A young woman wanted to send medicine to a friend in Mali who had malaria. If this woman’s physician father would declare, falsely, that the medicine was for her own use, she could obtain a full course of medicine for $10 through her insurance company rather than spend many times that, the cost to the uninsured, enabling her to send more of it to her friend: clever, altruistic and crooked. I urged her to acquire the medicine honestly. A former physician at the U.S. Embassy in Mali cautioned that medicine sent from the U.S. could arrive too late to help. He (and several other readers) suggested wiring the money so the sufferer could purchase the drugs locally. “A full, curative course of safe and effective malaria treatment is available from the pharmacies in Mali for approximately $10 to $20!” he wrote in an e-mail message — a solution faster, cheaper and better than mine. (And not even the cheapest: Other sources claimed lower costs.) This, of course, assumes that the dollar is still strong enough against the West African franc to buy much of anything, but I can dream.

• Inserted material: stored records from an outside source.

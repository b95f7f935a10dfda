//! Chat message types
//!
//! [`ChatMessage`] is what the display layer observes. Only `sender_id`,
//! `timestamp_millis` and `text` travel over the wire; `from_self` is
//! attributed on receipt.

use chrono::{DateTime, Local, TimeZone, Utc};
use serde::{Deserialize, Serialize};

/// A chat message as delivered to the display layer
///
/// # Examples
/// ```
/// use mqtt_chat::protocol::ChatMessage;
///
/// let msg = ChatMessage::new("RustClient_a", 1_700_000_000_000, "hola")
///     .attributed_to("RustClient_a");
/// assert!(msg.from_self);
/// ```
#[derive(Debug, Clone, Serialize, Deserialize, PartialEq, Eq)]
pub struct ChatMessage {
    /// Per-process identifier of the publishing client
    pub sender_id: String,
    /// Sender-assigned send time in epoch milliseconds
    pub timestamp_millis: i64,
    /// Message body, may contain the field delimiter
    pub text: String,
    /// True when `sender_id` matches the local client identifier
    #[serde(default)]
    pub from_self: bool,
}

impl ChatMessage {
    pub fn new(sender_id: impl Into<String>, timestamp_millis: i64, text: impl Into<String>) -> Self {
        Self {
            sender_id: sender_id.into(),
            timestamp_millis,
            text: text.into(),
            from_self: false,
        }
    }

    /// Set `from_self` by comparing the sender against the local client identifier
    pub fn attributed_to(mut self, local_client_id: &str) -> Self {
        self.from_self = self.sender_id == local_client_id;
        self
    }

    /// Sender timestamp as a UTC instant, if representable
    pub fn sent_at(&self) -> Option<DateTime<Utc>> {
        Utc.timestamp_millis_opt(self.timestamp_millis).single()
    }

    /// `HH:MM` in the local time zone, as chat bubbles display it
    pub fn local_time_label(&self) -> String {
        self.sent_at()
            .map(|t| t.with_timezone(&Local).format("%H:%M").to_string())
            .unwrap_or_else(|| "--:--".to_string())
    }
}

/// Current wall-clock time in epoch milliseconds
pub fn now_millis() -> i64 {
    Utc::now().timestamp_millis()
}
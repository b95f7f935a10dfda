//! Append-only message log observed by the display layer
//!
//! The log lives in a `watch` channel so any number of readers can follow it
//! while a single writer (the receive path) appends. Readers never see a
//! message reordered or removed.

use crate::protocol::ChatMessage;
use tokio::sync::watch;

/// Ordered log of delivered chat messages, newest last
#[derive(Debug)]
pub struct MessageStore {
    log: watch::Sender<Vec<ChatMessage>>,
}

impl Default for MessageStore {
    fn default() -> Self {
        let (log, _) = watch::channel(Vec::new());
        Self { log }
    }
}

impl MessageStore {
    pub fn new() -> Self {
        Self::default()
    }

    /// Append in arrival order; duplicates are kept
    pub fn append(&self, message: ChatMessage) {
        self.log.send_modify(|log| log.push(message));
    }

    pub fn snapshot(&self) -> Vec<ChatMessage> {
        self.log.borrow().clone()
    }

    pub fn len(&self) -> usize {
        self.log.borrow().len()
    }

    pub fn is_empty(&self) -> bool {
        self.log.borrow().is_empty()
    }

    /// Follow the log from its first message
    pub fn feed(&self) -> MessageFeed {
        MessageFeed {
            rx: self.log.subscribe(),
            cursor: 0,
        }
    }

    /// Follow only messages appended after this call
    pub fn feed_from_now(&self) -> MessageFeed {
        let rx = self.log.subscribe();
        let cursor = rx.borrow().len();
        MessageFeed { rx, cursor }
    }
}

/// Cursor over a [`MessageStore`], yielding each message once in order
#[derive(Debug)]
pub struct MessageFeed {
    rx: watch::Receiver<Vec<ChatMessage>>,
    cursor: usize,
}

impl MessageFeed {
    /// Wait for the next message; `None` once the store is gone
    pub async fn next(&mut self) -> Option<ChatMessage> {
        loop {
            if let Some(message) = self.try_next() {
                return Some(message);
            }
            if self.rx.changed().await.is_err() {
                // Sender dropped; drain whatever is left
                return self.try_next();
            }
        }
    }

    /// Next message if one is already available
    pub fn try_next(&mut self) -> Option<ChatMessage> {
        let log = self.rx.borrow_and_update();
        let message = log.get(self.cursor).cloned()?;
        self.cursor += 1;
        Some(message)
    }

    /// Number of messages already yielded
    pub fn position(&self) -> usize {
        self.cursor
    }
}
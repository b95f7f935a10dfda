//! Trust store construction for the broker's TLS handshake
//!
//! The client trusts exactly one certificate authority: the one bundled with
//! it. No platform roots are merged in. The trust configuration is rebuilt on
//! every connect attempt, so replacing the CA file takes effect on the next
//! reconnect.

use rumqttc::tokio_rustls::rustls::pki_types::CertificateDer;
use rumqttc::tokio_rustls::rustls::{ClientConfig, RootCertStore};
use rumqttc::{TlsConfiguration, Transport as RumqttcTransport};
use std::io::BufReader;
use std::path::Path;
use std::sync::Arc;
use thiserror::Error;
use tracing::debug;

/// Failures while turning the CA asset into a TLS client configuration
#[derive(Debug, Error)]
pub enum TrustBuildError {
    #[error("CA certificate asset unreadable: {path}")]
    AssetUnreadable {
        path: String,
        #[source]
        source: std::io::Error,
    },
    #[error("CA certificate could not be parsed: {0}")]
    CertificateParse(String),
    #[error("Trust store initialization failed: {0}")]
    TrustStoreInit(String),
}

/// Immutable TLS client configuration anchored on a single CA
#[derive(Clone)]
pub struct TrustConfiguration {
    client_config: Arc<ClientConfig>,
}

impl std::fmt::Debug for TrustConfiguration {
    fn fmt(&self, f: &mut std::fmt::Formatter<'_>) -> std::fmt::Result {
        f.debug_struct("TrustConfiguration").finish_non_exhaustive()
    }
}

impl TrustConfiguration {
    /// The rustls client configuration handed to the transport
    pub fn client_config(&self) -> Arc<ClientConfig> {
        self.client_config.clone()
    }

    /// Transport setting for rumqttc
    pub fn into_transport(self) -> RumqttcTransport {
        RumqttcTransport::tls_with_config(TlsConfiguration::Rustls(self.client_config))
    }
}

/// Read the CA asset from disk
pub fn load_ca_asset(path: &Path) -> Result<Vec<u8>, TrustBuildError> {
    std::fs::read(path).map_err(|source| TrustBuildError::AssetUnreadable {
        path: path.display().to_string(),
        source,
    })
}

/// Read the CA asset and build its trust configuration
pub fn trust_config_from_file(path: &Path) -> Result<TrustConfiguration, TrustBuildError> {
    let asset = load_ca_asset(path)?;
    build_trust_config(&asset)
}

/// Build a trust configuration containing only the certificate in `asset`
///
/// The asset may be PEM (exactly one `CERTIFICATE` block) or raw DER.
pub fn build_trust_config(asset: &[u8]) -> Result<TrustConfiguration, TrustBuildError> {
    let certificate = parse_single_certificate(asset)?;

    let mut roots = RootCertStore::empty();
    roots
        .add(certificate)
        .map_err(|e| TrustBuildError::TrustStoreInit(e.to_string()))?;

    let client_config = ClientConfig::builder()
        .with_root_certificates(roots)
        .with_no_client_auth();

    debug!(target: "chat_tls", "Built TLS trust configuration with a single CA anchor");

    Ok(TrustConfiguration {
        client_config: Arc::new(client_config),
    })
}

/// Extract exactly one X.509 certificate from a PEM or DER asset
pub fn parse_single_certificate(asset: &[u8]) -> Result<CertificateDer<'static>, TrustBuildError> {
    if asset.is_empty() {
        return Err(TrustBuildError::CertificateParse(
            "asset is empty".to_string(),
        ));
    }

    if !looks_like_pem(asset) {
        // DER certificates are a single ASN.1 SEQUENCE
        if asset[0] != 0x30 {
            return Err(TrustBuildError::CertificateParse(
                "asset is neither PEM nor DER".to_string(),
            ));
        }
        return Ok(CertificateDer::from(asset.to_vec()));
    }

    let mut reader = BufReader::new(asset);
    let certificates = rustls_pemfile::certs(&mut reader)
        .collect::<Result<Vec<_>, _>>()
        .map_err(|e| TrustBuildError::CertificateParse(e.to_string()))?;

    let count = certificates.len();
    let mut certificates = certificates.into_iter();
    match (certificates.next(), count) {
        (Some(certificate), 1) => Ok(certificate),
        (None, _) => Err(TrustBuildError::CertificateParse(
            "no CERTIFICATE block found".to_string(),
        )),
        (Some(_), n) => Err(TrustBuildError::CertificateParse(format!(
            "expected exactly one certificate, found {n}"
        ))),
    }
}

fn looks_like_pem(asset: &[u8]) -> bool {
    let trimmed = asset
        .iter()
        .position(|b| !b.is_ascii_whitespace())
        .map(|start| &asset[start..])
        .unwrap_or_default();
    trimmed.starts_with(b"-----BEGIN")
}
//! Chat session layer
//!
//! - [`transport_session`] - connection state machine over a [`Transport`](crate::transport::Transport)
//! - [`reconnect`] - fixed-delay retry after loss or failed attempts
//! - [`store`] - append-only message log and its feeds
//! - [`manager`] - [`ChatSession`], the public surface tying them together

pub mod manager;
pub mod reconnect;
pub mod store;
pub mod transport_session;

pub use manager::{ChatSession, SendOutcome, SessionSettings};
pub use reconnect::{ReconnectionController, RetryDecision, DEFAULT_RECONNECT_DELAY};
pub use store::{MessageFeed, MessageStore};
pub use transport_session::{ConnectOutcome, SessionEvent, TransportSession, TransportSettings};
//! Observability for the chat client
//!
//! Structured logging via `tracing`; see [`logging`] for the environment
//! variables that control it.

pub mod logging;

pub use logging::{init_default_logging, init_logging, LogFormat};

// Span macros for structured logging
pub use logging::{reconnect_span, session_span};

J.T. wondered if his neighbor had the right to cut down trees on his own property if doing so deprived J.T. of privacy, shade, oxygen and beauty. Legally, yes, I ruled; ethically, no. Many readers disagreed, arguing that property rights prevail. Some declared that if J.T. wanted these leafy benefits, he should plant his own trees on his own property. I considered that but dismissed it as impractical — saplings take years to reach privacy-producing height — and thus was undone not by my moral reasoning but my arboreal ignorance. Botanically savvy readers suggested varieties of trees, shrubs and ornamental grasses that grow quickly. (A gleefully vindictive fellow proposed planting bamboo that would swiftly overrun the grounds of the tree-slaughtering neighbor.) One person suggested that a landscape architect could design small mounds or terraces to give young trees an instant boost in height. Others pointed out this happy consequence of J.T.’s planting his own trees: They would stand as a verdant rebuke to his neighbor. (As Joyce Kilmer did not write: I think that I shall never see/A poem as vengeful as a tree.)